Breast cancer recurrence (BCR) is a common treatment outcome despite curative-intent primary treatment of non-metastatic breast cancer. Currently used prognostic and predictive factors utilize tumor-based markers, and are not optimal determinants of risk of BCR. Germline-based copy number aberrations (CNAs) have not been evaluated as determinants of predisposition to experience BCR. In this study, we accessed germline DNA from 369 female breast cancer subjects who received curative-intent primary treatment following diagnosis. Of these, 155 experienced BCR and 214 did not, after a median duration of follow up after breast cancer diagnosis of 6.35 years (range = 0.60-21.78) and 8.60 years (range = 3.08-13.57), respectively. Whole genome CNA genotyping was performed on the Affymetrix SNP array 6.0 platform. CNAs were identified using the SNP-Fast Adaptive States Segmentation Technique 2 algorithm implemented in Nexus Copy Number 6.0. Six samples were removed due to poor quality scores, leaving 363 samples for further analysis. We identified 18,561 CNAs with ≥1 kb as a predefined cut-off for observed aberrations. Univariate survival analyses (log-rank tests) identified seven CNAs (two copy number gains and five copy neutral-loss of heterozygosities, CN-LOHs) showing significant differences (P<2.01×10(-5)) in recurrence-free survival (RFS) probabilities with and without CNAs.We also observed three additional but distinct CN-LOHs showing significant differences in RFS probabilities (P<2.86×10(-5)) when analyses were restricted to stratified cases (luminal A, n = 208) only. After adjusting for tumor stage and grade in multivariate analyses (Cox proportional hazards models), all the CNAs remained strongly associated with the phenotype of BCR. Of these, we confirmed three CNAs at 17q11.2, 11q13.1 and 6q24.1 in representative samples using independent genotyping platforms. Our results suggest further investigations on the potential use of germline DNA variations as prognostic markers in cancer-associated phenotypes.

Figure 1. Absolute counts of CNAs stratified by overlap with germline CNVs in DGV and their length.

Shown in the histograms are total numbers of copy number losses (CN Loss), copy number gains (CN Gain) and copy neutral-loss of heterozygosities (CN-LOHs) identified in 363 samples stratified by their lengths (≥1 KB–10 KB, >10 KB–100 KB and >100 KB–5 MB) and their overlap with known germline CNVs in the Database of Genomic Variants (DGV), Toronto. A 100% overlap is shown as ‘Complete’, less than 100% but more than 0% is shown as ‘Partial’ and no overlap is shown as ‘Absent’.

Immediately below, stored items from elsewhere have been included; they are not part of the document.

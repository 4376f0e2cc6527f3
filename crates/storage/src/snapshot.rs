// SPDX-License-Identifier: BUSL-1.1
// Copyright (c) 2026 Alfred Jean LLC

//! On-disk snapshots of the store so a restarted daemon keeps its records

use crate::StoreState;
use chrono::{DateTime, Utc};
use serde::{Deserialize, Serialize};
use std::fs::{self, File};
use std::io::{BufReader, BufWriter};
use std::path::{Path, PathBuf};
use thiserror::Error;
use tracing::warn;

#[derive(Debug, Error)]
pub enum SnapshotError {
    #[error("IO error: {0}")]
    Io(#[from] std::io::Error),
    #[error("Serialization error: {0}")]
    Json(#[from] serde_json::Error),
}

#[derive(Debug, Clone, Serialize, Deserialize)]
pub struct Snapshot {
    pub state: StoreState,
    pub created_at: DateTime<Utc>,
}

impl Snapshot {
    pub fn new(state: StoreState, created_at: DateTime<Utc>) -> Self {
        Self { state, created_at }
    }

    /// Write to `<path>.tmp`, sync, then rename over `path`.
    pub fn save(&self, path: &Path) -> Result<(), SnapshotError> {
        if let Some(parent) = path.parent() {
            fs::create_dir_all(parent)?;
        }

        let tmp_path = path.with_extension("tmp");
        {
            let file = File::create(&tmp_path)?;
            let mut writer = BufWriter::new(file);
            serde_json::to_writer(&mut writer, self)?;
            let file = writer.into_inner().map_err(|e| e.into_error())?;
            file.sync_all()?;
        }
        fs::rename(&tmp_path, path)?;
        Ok(())
    }

    /// `Ok(None)` when there is no snapshot yet. An unreadable snapshot is
    /// moved aside to `<path>.bak` and treated as missing.
    pub fn load(path: &Path) -> Result<Option<Self>, SnapshotError> {
        if !path.exists() {
            return Ok(None);
        }

        let reader = BufReader::new(File::open(path)?);
        match serde_json::from_reader(reader) {
            Ok(snapshot) => Ok(Some(snapshot)),
            Err(e) => {
                let bak = bak_path(path);
                warn!(
                    error = %e,
                    path = %path.display(),
                    bak = %bak.display(),
                    "corrupt snapshot, moving aside and starting empty",
                );
                fs::rename(path, &bak)?;
                Ok(None)
            }
        }
    }
}

fn bak_path(path: &Path) -> PathBuf {
    path.with_extension("bak")
}

#[cfg(test)]
#[path = "snapshot_tests.rs"]
mod tests;
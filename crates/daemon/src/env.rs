// SPDX-License-Identifier: BUSL-1.1
// Copyright (c) 2026 Alfred Jean LLC

//! Centralized environment variable access for the daemon crate.

use std::path::PathBuf;
use std::str::FromStr;
use std::time::Duration;

use crate::lifecycle::LifecycleError;

/// Resolve state directory: CONVOY_STATE_DIR > XDG_STATE_HOME/convoy > ~/.local/state/convoy
pub fn state_dir() -> Result<PathBuf, LifecycleError> {
    if let Some(dir) = string("CONVOY_STATE_DIR") {
        return Ok(PathBuf::from(dir));
    }
    if let Some(xdg) = string("XDG_STATE_HOME") {
        return Ok(PathBuf::from(xdg).join("convoy"));
    }
    let home = std::env::var("HOME").map_err(|_| LifecycleError::NoStateDir)?;
    Ok(PathBuf::from(home).join(".local/state/convoy"))
}

/// TOML file layered under the environment
pub fn config_file() -> Option<PathBuf> {
    string("CONVOY_CONFIG").map(PathBuf::from)
}

/// A non-empty variable.
pub fn string(name: &str) -> Option<String> {
    std::env::var(name).ok().filter(|v| !v.is_empty())
}

/// A variable parsed as `T`. Unparseable values are ignored with a warning
/// on stderr, since logging is not up yet when configuration loads.
pub fn parsed<T: FromStr>(name: &str) -> Option<T> {
    let raw = string(name)?;
    match raw.parse() {
        Ok(value) => Some(value),
        Err(_) => {
            eprintln!("warning: ignoring {}={:?}: not a valid value", name, raw);
            None
        }
    }
}

pub fn millis(name: &str) -> Option<Duration> {
    parsed::<u64>(name).map(Duration::from_millis)
}

/// Accepts `true`/`false` as well as `1`/`0`.
pub fn flag(name: &str) -> Option<bool> {
    match string(name)?.to_ascii_lowercase().as_str() {
        "1" | "true" | "yes" => Some(true),
        "0" | "false" | "no" => Some(false),
        other => {
            eprintln!("warning: ignoring {}={:?}: not a boolean", name, other);
            None
        }
    }
}

#[cfg(test)]
#[path = "env_tests.rs"]
mod tests;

Figure 2. Chromosome-wide distributions of 9,164 CNAs tested for association with BCR in unstratified samples.

Shown on the x-axis are middle points of chromosomal start and end positions (NCBI Build 37) of 9,161CNAs and on the y-axis are –log10 P values for their association with the phenotype of BCR in unstratified 363 samples. P values were obtained from log-rank tests with one d.f.

Figure 3. Chromosome-wide distributions of 7,218 CNAs tested for association with BCR in 208 luminal A cases.

Shown on the x-axis are middle points of chromosomal start and end positions (NCBI Build 37) of 7,218 CNAs and on the y-axis are –log10 P values for their association with the phenotype of BCR in 208 luminal A cases. P values were obtained from log-rank tests with one d.f.

Figure 4. Relationships between RFS and three CN-LOHs validated by RT-qPCR and Sequenom genotyping.

Using the data from 208 luminal A cases, Kaplan-Meir survival plots were generated to evaluate the predictive power of three CN-LOHs validated in independent platform for RFS. The x-axes in all three plots show recurrence time in days and the y-axes show RFS probabilities with and without CN-LOHs. Differences in RFS probabilities were assessed by log-rank tests with one d.f. HRs and 95% CIs were estimated by Cox proportional hazards model adjusted for tumor stage and grade.